対中関係の悪化を懸念する声も
また、高市氏の「リスク」とされているのが、外交問題だ。これまで靖国神社への参拝を持論としてきた、“高市総理”による対中関係の悪化を懸念する声もある。
とはいえ、前出の篠原氏によれば、高市氏は「中国とは“戦略的互恵関係”を維持していく」と周囲に語っているという。
「高市さんは今回の総裁選では、総理になってから靖国神社を参拝するかどうかについて明言してこなかった。中国との戦略的互恵関係の維持を目指すなら、靖国神社参拝を事実上、棚上げする立場は今後も守るしかないだろう。ただ、保守派の支持者は不満を募らせる可能性もあり、高市氏を悩ませるかもしれません」(同前)
高市氏が抱えるもう一つのリスクは、発言の不安定さだ。
総裁選の所信表明演説では外国人が奈良公園の鹿を蹴ったり、殴ったりしているなどとして、「外国人問題」について熱弁。しかし、公園を所管する奈良公園室では、こうした事実関係は確認されておらず、不確かな内容として波紋が広がった。
高市氏は当初「自分なりに事実関係を確認した」と説明していたが、その後、日本テレビの取材に「(高市氏自身が)怒って鹿を蹴っている英語圏の方がいらっしゃったので注意をしたことがある」と突然主張しはじめたのだった。
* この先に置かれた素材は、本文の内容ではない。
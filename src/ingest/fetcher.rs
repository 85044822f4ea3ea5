/// Retrying GET client for the remote time-series API.
///
/// Every attempt that fails with a transport or HTTP error is retried after a
/// flat delay, with a freshly acquired bearer token. The token refresh itself
/// is a single shot: if it fails, the fetch fails immediately instead of
/// nesting another retry loop inside this one.
///
/// The HTTP layer, the token endpoint and the sleep are all behind small
/// traits so the retry schedule can be driven deterministically in tests.

use std::time::Duration;

use serde::Deserialize;

use crate::config::{Credentials, ServiceConfig};
use crate::logging::{self, DataSource};
use crate::model::{FetchError, ReportError};

// ---------------------------------------------------------------------------
// Seams
// ---------------------------------------------------------------------------

/// Bearer token for the `Authorization` header.
#[derive(Clone, PartialEq, Eq)]
pub struct AccessToken(pub String);

impl std::fmt::Debug for AccessToken {
    fn fmt(&self, f: &mut std::fmt::Formatter<'_>) -> std::fmt::Result {
        write!(f, "AccessToken(***)")
    }
}

/// Issues one authenticated GET and returns the response body.
pub trait Transport {
    fn get(&self, url: &str, token: &AccessToken) -> Result<String, FetchError>;
}

/// Acquires an access token with a client-credentials grant.
pub trait TokenSource {
    fn acquire(&self, credentials: &Credentials) -> Result<AccessToken, FetchError>;
}

/// Blocks the calling thread between attempts.
pub trait Pause {
    fn pause(&self, delay: Duration);
}

/// `Pause` backed by `std::thread::sleep`.
#[derive(Debug, Clone, Copy, Default)]
pub struct ThreadSleep;

impl Pause for ThreadSleep {
    fn pause(&self, delay: Duration) {
        std::thread::sleep(delay);
    }
}

// ---------------------------------------------------------------------------
// Retry policy
// ---------------------------------------------------------------------------

#[derive(Debug, Clone, Copy, PartialEq, Eq)]
pub struct RetryPolicy {
    /// Total attempts, including the first. Zero behaves like one.
    pub max_retries: u32,
    /// Constant delay between attempts; there is no backoff growth.
    pub delay: Duration,
}

impl Default for RetryPolicy {
    fn default() -> Self {
        Self {
            max_retries: 5,
            delay: Duration::from_millis(4000),
        }
    }
}

impl RetryPolicy {
    pub fn from_config(config: &ServiceConfig) -> Self {
        Self {
            max_retries: config.retry.max_retries,
            delay: config.retry_delay(),
        }
    }
}

// ---------------------------------------------------------------------------
// Fetcher
// ---------------------------------------------------------------------------

pub struct ResilientFetcher<T, S, P = ThreadSleep> {
    transport: T,
    tokens: S,
    pause: P,
    policy: RetryPolicy,
}

impl<T: Transport, S: TokenSource> ResilientFetcher<T, S, ThreadSleep> {
    pub fn new(transport: T, tokens: S, policy: RetryPolicy) -> Self {
        Self::with_pause(transport, tokens, ThreadSleep, policy)
    }
}

impl<T: Transport, S: TokenSource, P: Pause> ResilientFetcher<T, S, P> {
    pub fn with_pause(transport: T, tokens: S, pause: P, policy: RetryPolicy) -> Self {
        Self {
            transport,
            tokens,
            pause,
            policy,
        }
    }

    /// Acquires a token without retrying.
    pub fn acquire_token(&self, credentials: &Credentials) -> Result<AccessToken, ReportError> {
        self.tokens.acquire(credentials).map_err(ReportError::TokenRefresh)
    }

    /// GETs `url`, retrying transient failures.
    ///
    /// The caller's `token` is used for the first attempt. Refreshed tokens
    /// stay local to this call; nothing is cached between fetches.
    pub fn fetch(
        &self,
        url: &str,
        token: &AccessToken,
        credentials: &Credentials,
    ) -> Result<String, ReportError> {
        let max_attempts = self.policy.max_retries.max(1);
        let mut token = token.clone();
        let mut attempt = 0;

        loop {
            attempt += 1;
            let err = match self.transport.get(url, &token) {
                Ok(body) => return Ok(body),
                Err(err) => err,
            };

            logging::warn(
                DataSource::Iow,
                None,
                &format!("Request failed (attempt {}/{}): {}", attempt, max_attempts, err),
            );
            if attempt >= max_attempts {
                return Err(ReportError::FetchExhausted {
                    attempts: attempt,
                    last: err,
                });
            }

            logging::info(
                DataSource::Iow,
                None,
                &format!(
                    "Retry {} of {} in {} ms",
                    attempt,
                    max_attempts - 1,
                    self.policy.delay.as_millis()
                ),
            );
            self.pause.pause(self.policy.delay);
            token = self.tokens.acquire(credentials).map_err(|e| {
                logging::error(DataSource::Token, None, &format!("Token refresh failed: {}", e));
                ReportError::TokenRefresh(e)
            })?;
        }
    }
}

// ---------------------------------------------------------------------------
// reqwest implementations
// ---------------------------------------------------------------------------

/// Blocking HTTP transport sending `Accept: application/json` and a bearer
/// token on every request.
pub struct HttpTransport {
    client: reqwest::blocking::Client,
}

impl HttpTransport {
    pub fn new(client: reqwest::blocking::Client) -> Self {
        Self { client }
    }
}

impl Transport for HttpTransport {
    fn get(&self, url: &str, token: &AccessToken) -> Result<String, FetchError> {
        let response = self
            .client
            .get(url)
            .header("Accept", "application/json")
            .bearer_auth(&token.0)
            .send()
            .map_err(|e| FetchError::Network(e.to_string()))?;

        if !response.status().is_success() {
            return Err(FetchError::Http(response.status().as_u16()));
        }

        response.text().map_err(|e| FetchError::Network(e.to_string()))
    }
}

#[derive(Debug, Deserialize)]
struct TokenResponse {
    access_token: String,
}

/// OAuth2 client-credentials token endpoint.
pub struct OAuthTokenSource {
    client: reqwest::blocking::Client,
    token_url: String,
}

impl OAuthTokenSource {
    pub fn new(client: reqwest::blocking::Client, token_url: impl Into<String>) -> Self {
        Self {
            client,
            token_url: token_url.into(),
        }
    }
}

impl TokenSource for OAuthTokenSource {
    fn acquire(&self, credentials: &Credentials) -> Result<AccessToken, FetchError> {
        let form = [
            ("grant_type", credentials.grant_type.as_str()),
            ("client_id", credentials.client_id.as_str()),
            ("client_secret", credentials.client_secret.as_str()),
        ];
        let response = self
            .client
            .post(&self.token_url)
            .form(&form)
            .send()
            .map_err(|e| FetchError::Network(e.to_string()))?;

        if !response.status().is_success() {
            return Err(FetchError::Http(response.status().as_u16()));
        }

        let body = response.text().map_err(|e| FetchError::Network(e.to_string()))?;
        let parsed: TokenResponse = serde_json::from_str(&body)
            .map_err(|e| FetchError::Network(format!("unreadable token response: {}", e)))?;
        logging::debug(DataSource::Token, None, "access token acquired");
        Ok(AccessToken(parsed.access_token))
    }
}

// ---------------------------------------------------------------------------
// Tests
// ---------------------------------------------------------------------------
「総裁選でも『全世代が総力結集しないと自民党は立て直せない』と熱弁したように、高市さんはハッキリとモノをいうタイプです。それは諸刃の剣で、下手すると足をすくわれかねない。ただ、そこが彼女の持ち味になっている面もあります」(前出・篠原氏)
総裁選選出を受けた際「ワークライフバランスという言葉を捨てる、働いて、働いて、働いていきます」とも発言した高市氏は、立ちはだかる壁を乗り越えて安定政権を築けるだろうか――。